• **BRIEF**:
Please go through the records below and return every line holding the word "ComplexityClass".
━━ RECORDS SUPPLIED ━━
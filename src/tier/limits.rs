//! Per-source item counts and subscription ceilings.

use serde::{Deserialize, Serialize};

use scout_search::SourceType;

use super::complexity::ComplexityClass;

/// Maximum item count per source type plus a text truncation length.
#[derive(Debug, Clone, Copy, PartialEq, Eq, Serialize, Deserialize)]
#[serde(default)]
pub struct SourceLimits {
    pub youtube: usize,
    pub stackoverflow: usize,
    pub github: usize,
    pub reddit: usize,
    pub devto: usize,
    pub hackernews: usize,
    pub forums: usize,
    pub web: usize,
    pub docs: usize,
    pub blogs: usize,
    /// Snippets and transcripts are cut to this many characters.
    pub max_content_chars: usize,
}

impl Default for SourceLimits {
    fn default() -> Self {
        smart_scaling(ComplexityClass::Medium)
    }
}

impl SourceLimits {
    /// Same count for every source.
    pub const fn uniform(count: usize, max_content_chars: usize) -> Self {
        Self {
            youtube: count,
            stackoverflow: count,
            github: count,
            reddit: count,
            devto: count,
            hackernews: count,
            forums: count,
            web: count,
            docs: count,
            blogs: count,
            max_content_chars,
        }
    }

    /// Item limit for one source.
    pub fn get(&self, source: SourceType) -> usize {
        match source {
            SourceType::Youtube => self.youtube,
            SourceType::Stackoverflow => self.stackoverflow,
            SourceType::Github => self.github,
            SourceType::Reddit => self.reddit,
            SourceType::Devto => self.devto,
            SourceType::Hackernews => self.hackernews,
            SourceType::Forums => self.forums,
            SourceType::Web => self.web,
            SourceType::Docs => self.docs,
            SourceType::Blogs => self.blogs,
        }
    }

    /// Mutable item limit for one source.
    pub fn get_mut(&mut self, source: SourceType) -> &mut usize {
        match source {
            SourceType::Youtube => &mut self.youtube,
            SourceType::Stackoverflow => &mut self.stackoverflow,
            SourceType::Github => &mut self.github,
            SourceType::Reddit => &mut self.reddit,
            SourceType::Devto => &mut self.devto,
            SourceType::Hackernews => &mut self.hackernews,
            SourceType::Forums => &mut self.forums,
            SourceType::Web => &mut self.web,
            SourceType::Docs => &mut self.docs,
            SourceType::Blogs => &mut self.blogs,
        }
    }

    /// Sum of the per-source item limits.
    pub fn total(&self) -> usize {
        SourceType::all().iter().map(|s| self.get(*s)).sum()
    }

    /// Every field as `(name, value)`, item limits first.
    pub fn fields(&self) -> Vec<(&'static str, usize)> {
        let mut fields: Vec<(&'static str, usize)> = SourceType::all()
            .iter()
            .map(|s| (s.name(), self.get(*s)))
            .collect();
        fields.push(("max_content_chars", self.max_content_chars));
        fields
    }

    /// Component-wise minimum.
    pub fn min(&self, other: &Self) -> Self {
        let mut out = *self;
        for source in SourceType::all() {
            *out.get_mut(*source) = self.get(*source).min(other.get(*source));
        }
        out.max_content_chars = self.max_content_chars.min(other.max_content_chars);
        out
    }
}

/// Desired per-source counts for a complexity class.
pub fn smart_scaling(class: ComplexityClass) -> SourceLimits {
    let (qa, default, wide, docs, chars) = match class {
        ComplexityClass::Small => (10, 5, 10, 10, 2_000),
        ComplexityClass::Medium => (20, 10, 20, 25, 4_000),
        ComplexityClass::Large => (40, 20, 40, 50, 8_000),
    };
    SourceLimits {
        youtube: default,
        stackoverflow: qa,
        github: default,
        reddit: default,
        devto: default,
        hackernews: default,
        forums: default,
        web: wide,
        docs,
        blogs: default,
        max_content_chars: chars,
    }
}

/// Subscription plans, cheapest first.
#[derive(Debug, Clone, Copy, Default, PartialEq, Eq, PartialOrd, Ord, Hash, Serialize, Deserialize)]
#[serde(rename_all = "lowercase")]
pub enum Plan {
    #[default]
    Free,
    Starter,
    Pro,
    Enterprise,
}

impl Plan {
    pub fn name(&self) -> &'static str {
        match self {
            Self::Free => "free",
            Self::Starter => "starter",
            Self::Pro => "pro",
            Self::Enterprise => "enterprise",
        }
    }

    /// The next plan up, or `None` on the top plan.
    pub fn next(&self) -> Option<Plan> {
        match self {
            Self::Free => Some(Self::Starter),
            Self::Starter => Some(Self::Pro),
            Self::Pro => Some(Self::Enterprise),
            Self::Enterprise => None,
        }
    }
}

impl std::fmt::Display for Plan {
    fn fmt(&self, f: &mut std::fmt::Formatter<'_>) -> std::fmt::Result {
        f.write_str(self.name())
    }
}

impl std::str::FromStr for Plan {
    type Err = String;

    fn from_str(s: &str) -> Result<Self, Self::Err> {
        match s.trim().to_ascii_lowercase().as_str() {
            "free" => Ok(Self::Free),
            "starter" => Ok(Self::Starter),
            "pro" => Ok(Self::Pro),
            "enterprise" => Ok(Self::Enterprise),
            other => Err(format!("unknown plan {other:?} (expected free, starter, pro or enterprise)")),
        }
    }
}

/// Hard per-plan upper bounds.
#[derive(Debug, Clone, PartialEq, Eq, Serialize, Deserialize)]
#[serde(default)]
pub struct TierCeilings {
    pub free: SourceLimits,
    pub starter: SourceLimits,
    pub pro: SourceLimits,
    pub enterprise: SourceLimits,
}

impl Default for TierCeilings {
    fn default() -> Self {
        let mut free = SourceLimits::uniform(5, 2_000);
        free.docs = 10;
        let mut starter = SourceLimits::uniform(10, 4_000);
        starter.stackoverflow = 20;
        starter.web = 20;
        starter.docs = 20;
        let mut pro = SourceLimits::uniform(20, 8_000);
        pro.stackoverflow = 40;
        pro.web = 40;
        pro.docs = 40;
        let mut enterprise = SourceLimits::uniform(50, 16_000);
        enterprise.stackoverflow = 100;
        enterprise.web = 100;
        enterprise.docs = 100;
        Self {
            free,
            starter,
            pro,
            enterprise,
        }
    }
}

impl TierCeilings {
    /// Ceiling for one plan.
    pub fn ceiling(&self, plan: Plan) -> &SourceLimits {
        match plan {
            Plan::Free => &self.free,
            Plan::Starter => &self.starter,
            Plan::Pro => &self.pro,
            Plan::Enterprise => &self.enterprise,
        }
    }
}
━━━
• **RESPONSE BELOW**:
use super::complexity::ComplexityClass;
        smart_scaling(ComplexityClass::Medium)
pub fn smart_scaling(class: ComplexityClass) -> SourceLimits {
        ComplexityClass::Small => (10, 5, 10, 10, 2_000),
        ComplexityClass::Medium => (20, 10, 20, 25, 4_000),
        ComplexityClass::Large => (40, 20, 40, 50, 8_000),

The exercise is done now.